Great sobs wracked her, and the entire time, Dom held her like she was fragile and precious, like nobody ever had. His arms tightened on her until it hurt almost as much as the sensation returning. When she shifted to complain, the tear tracks on his grim face silenced her. He needed to grieve more than she did. Whatever he’d been doing the past few years, it wasn’t mourning. At no point had he accepted his loss or let any of the pain out. It seemed more like he’d been nursing it, letting a broken heart fester into a soul-deep wound.

Clumsily, she shifted and wrapped her arms around him. Pru expected him to shove her away; maybe because she was still so cold, he didn’t.
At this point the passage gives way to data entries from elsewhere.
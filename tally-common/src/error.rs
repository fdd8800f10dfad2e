use thiserror::Error;

#[derive(Debug, Error)]
pub enum TallyError {
    #[error("I/O Error: {0}")]
    Io(#[from] std::io::Error),

    #[error("Serialization Error: {0}")]
    Serde(#[from] serde_json::Error),

    #[error("Configuration Error: {0}")]
    Config(String),

    #[error("Scheduler Error: {0}")]
    Scheduler(String),
}

pub type Result<T> = std::result::Result<T, TallyError>;
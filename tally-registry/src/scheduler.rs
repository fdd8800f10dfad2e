use std::panic::{self, AssertUnwindSafe};
use std::sync::atomic::{AtomicU8, Ordering};
use std::sync::{mpsc, Arc};
use std::thread::{self, JoinHandle};
use std::time::Duration;

use tally_common::error::{Result, TallyError};
use tokio::sync::{watch, Notify};
use tokio::time::{interval_at, Instant, MissedTickBehavior};
use tracing::{debug, error, info};

use crate::registry::RegistryCore;

/// Where the background flush loop currently is.
#[derive(Debug, Clone, Copy, PartialEq, Eq)]
pub enum SchedulerState {
    /// Waiting for the next tick, a trigger or the stop signal.
    Idle,
    /// Running one flush cycle; always runs to completion.
    Flushing,
    /// Terminal.
    Stopped,
}

impl SchedulerState {
    fn from_u8(raw: u8) -> Self {
        match raw {
            0 => SchedulerState::Idle,
            1 => SchedulerState::Flushing,
            _ => SchedulerState::Stopped,
        }
    }

    fn as_u8(self) -> u8 {
        match self {
            SchedulerState::Idle => 0,
            SchedulerState::Flushing => 1,
            SchedulerState::Stopped => 2,
        }
    }
}

/// Owns the thread that flushes the registry once per period.
///
/// The loop runs on its own current-thread tokio runtime so that the period
/// timer, explicit triggers and the stop signal can all be awaited together.
pub(crate) struct FlushScheduler {
    shutdown: watch::Sender<bool>,
    trigger: Arc<Notify>,
    state: Arc<AtomicU8>,
    handle: Option<JoinHandle<()>>,
}

impl FlushScheduler {
    pub(crate) fn spawn(core: Arc<RegistryCore>, period: Duration) -> Result<Self> {
        let first_tick = Instant::now().checked_add(period).ok_or_else(|| {
            TallyError::Config(format!("flush period {period:?} is out of range"))
        })?;

        let (shutdown, shutdown_rx) = watch::channel(false);
        let trigger = Arc::new(Notify::new());
        let state = Arc::new(AtomicU8::new(SchedulerState::Idle.as_u8()));

        let worker = Worker {
            core,
            first_tick,
            period,
            shutdown: shutdown_rx,
            trigger: Arc::clone(&trigger),
            state: Arc::clone(&state),
        };

        let (ready_tx, ready_rx) = mpsc::sync_channel::<std::io::Result<()>>(1);
        let handle = thread::Builder::new()
            .name("tally-flush".into())
            .spawn(move || {
                let runtime = match tokio::runtime::Builder::new_current_thread()
                    .enable_time()
                    .build()
                {
                    Ok(runtime) => runtime,
                    Err(err) => {
                        worker.set_state(SchedulerState::Stopped);
                        let _ = ready_tx.send(Err(err));
                        return;
                    }
                };
                let _ = ready_tx.send(Ok(()));
                runtime.block_on(worker.run());
            })
            .map_err(|e| TallyError::Scheduler(format!("failed to spawn flush thread: {e}")))?;

        match ready_rx.recv() {
            Ok(Ok(())) => {}
            Ok(Err(err)) => {
                let _ = handle.join();
                return Err(TallyError::Scheduler(format!(
                    "failed to build flush runtime: {err}"
                )));
            }
            Err(_) => {
                let _ = handle.join();
                return Err(TallyError::Scheduler(
                    "flush thread exited during startup".into(),
                ));
            }
        }

        info!(period_ms = period.as_millis() as u64, "flush scheduler started");
        Ok(Self {
            shutdown,
            trigger,
            state,
            handle: Some(handle),
        })
    }

    /// Wakes the loop for one extra cycle. Remembered if the loop is busy.
    pub(crate) fn trigger(&self) {
        self.trigger.notify_one();
    }

    pub(crate) fn state(&self) -> SchedulerState {
        SchedulerState::from_u8(self.state.load(Ordering::Acquire))
    }

    /// Signals the loop and blocks until its thread has exited. A cycle that
    /// is already running finishes first. Idempotent.
    pub(crate) fn stop(&mut self) {
        let Some(handle) = self.handle.take() else {
            return;
        };

        self.shutdown.send_replace(true);
        if handle.join().is_err() {
            error!("flush scheduler thread panicked");
        }
        self.state
            .store(SchedulerState::Stopped.as_u8(), Ordering::Release);
        info!("flush scheduler stopped");
    }
}

impl Drop for FlushScheduler {
    fn drop(&mut self) {
        self.stop();
    }
}

struct Worker {
    core: Arc<RegistryCore>,
    first_tick: Instant,
    period: Duration,
    shutdown: watch::Receiver<bool>,
    trigger: Arc<Notify>,
    state: Arc<AtomicU8>,
}

impl Worker {
    async fn run(mut self) {
        let mut ticker = interval_at(self.first_tick, self.period);
        ticker.set_missed_tick_behavior(MissedTickBehavior::Delay);

        loop {
            if self.stopping() {
                break;
            }

            tokio::select! {
                biased;
                changed = self.shutdown.changed() => {
                    if changed.is_err() {
                        break;
                    }
                }
                _ = ticker.tick() => {}
                _ = self.trigger.notified() => {}
            }

            if self.stopping() {
                break;
            }

            self.set_state(SchedulerState::Flushing);
            match panic::catch_unwind(AssertUnwindSafe(|| self.core.flush_cycle())) {
                Ok(Ok(())) => {}
                Ok(Err(err)) => {
                    debug!(error = %err, "scheduled flush failed, next period will retry")
                }
                Err(_) => error!("scheduled flush panicked, next period will retry"),
            }
            self.set_state(SchedulerState::Idle);
        }

        self.set_state(SchedulerState::Stopped);
    }

    fn stopping(&self) -> bool {
        *self.shutdown.borrow()
    }

    fn set_state(&self, state: SchedulerState) {
        self.state.store(state.as_u8(), Ordering::Release);
    }
}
A shudder ran through him, and then he tucked his painfully warm, damp face into the curve of her neck. She cradled his head in her mitten-covered hands, closing her eyes so she wouldn’t fixate on how strange this was.
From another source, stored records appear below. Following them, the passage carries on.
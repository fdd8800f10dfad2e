/// Capability every registered metric exposes to the registry.
///
/// Variant operations (`increment`, `add`, ...) live on the concrete types;
/// the registry only ever needs to name, render and reset a metric.
/// Implementations must tolerate all of these being called concurrently with
/// their own update methods.
pub trait Metric: Send + Sync + 'static {
    /// Builds a fresh metric in its initial state.
    fn with_name(name: String) -> Self
    where
        Self: Sized;

    fn name(&self) -> &str;

    /// Current value as it appears in a flushed record.
    fn render(&self) -> String;

    /// Returns the metric to its initial state atomically.
    fn reset(&self);
}
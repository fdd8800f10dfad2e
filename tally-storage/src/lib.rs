// Destinations that flushed snapshot records are persisted to
pub mod sink;

pub use sink::{FileSink, RecordSink};
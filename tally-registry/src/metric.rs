use std::sync::atomic::{AtomicI64, Ordering};
use std::sync::{Mutex, MutexGuard, PoisonError};

use tally_common::metrics::Metric;

/// Integer sum, starting at zero.
#[derive(Debug)]
pub struct Counter {
    name: String,
    value: AtomicI64,
}

impl Counter {
    pub fn new(name: impl Into<String>) -> Self {
        Self {
            name: name.into(),
            value: AtomicI64::new(0),
        }
    }

    pub fn inc(&self) {
        self.increment(1);
    }

    /// Adds `delta`, which may be negative.
    pub fn increment(&self, delta: i64) {
        self.value.fetch_add(delta, Ordering::Relaxed);
    }

    pub fn get(&self) -> i64 {
        self.value.load(Ordering::Relaxed)
    }
}

impl Metric for Counter {
    fn with_name(name: String) -> Self {
        Self::new(name)
    }

    fn name(&self) -> &str {
        &self.name
    }

    fn render(&self) -> String {
        self.get().to_string()
    }

    fn reset(&self) {
        self.value.store(0, Ordering::Relaxed);
    }
}

#[derive(Debug, Default)]
struct AverageState {
    sum: f64,
    count: u64,
}

/// Running mean of the samples added since the last reset.
///
/// Sum and count share one lock so a reader never sees a sample counted
/// without its value (or the reverse).
#[derive(Debug)]
pub struct Average {
    name: String,
    state: Mutex<AverageState>,
}

impl Average {
    pub fn new(name: impl Into<String>) -> Self {
        Self {
            name: name.into(),
            state: Mutex::new(AverageState::default()),
        }
    }

    pub fn add(&self, value: f64) {
        let mut state = self.lock();
        state.sum += value;
        state.count += 1;
    }

    /// Mean of the current samples, `0.0` when there are none.
    pub fn mean(&self) -> f64 {
        let state = self.lock();
        if state.count == 0 {
            0.0
        } else {
            state.sum / state.count as f64
        }
    }

    pub fn count(&self) -> u64 {
        self.lock().count
    }

    // The state is two plain numbers, so a panic elsewhere cannot leave it half-written.
    fn lock(&self) -> MutexGuard<'_, AverageState> {
        self.state.lock().unwrap_or_else(PoisonError::into_inner)
    }
}

impl Metric for Average {
    fn with_name(name: String) -> Self {
        Self::new(name)
    }

    fn name(&self) -> &str {
        &self.name
    }

    fn render(&self) -> String {
        format!("{:.2}", self.mean())
    }

    fn reset(&self) {
        *self.lock() = AverageState::default();
    }
}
They stayed that way for what felt like forever. His breathing went deep and slow. She registered the moment when the tension slipped out of him, and he leaned on her to the point that she had to exert herself to keep him from falling.
He’s not as strong as I thought.
But he’d done a good job of warming her up gradually. Now that her head was clear, she understood that he’d done things that way to avoid plunging her into shock or causing arrhythmia. Yet now she was naked in his arms, conscious of where his bare skin touched hers.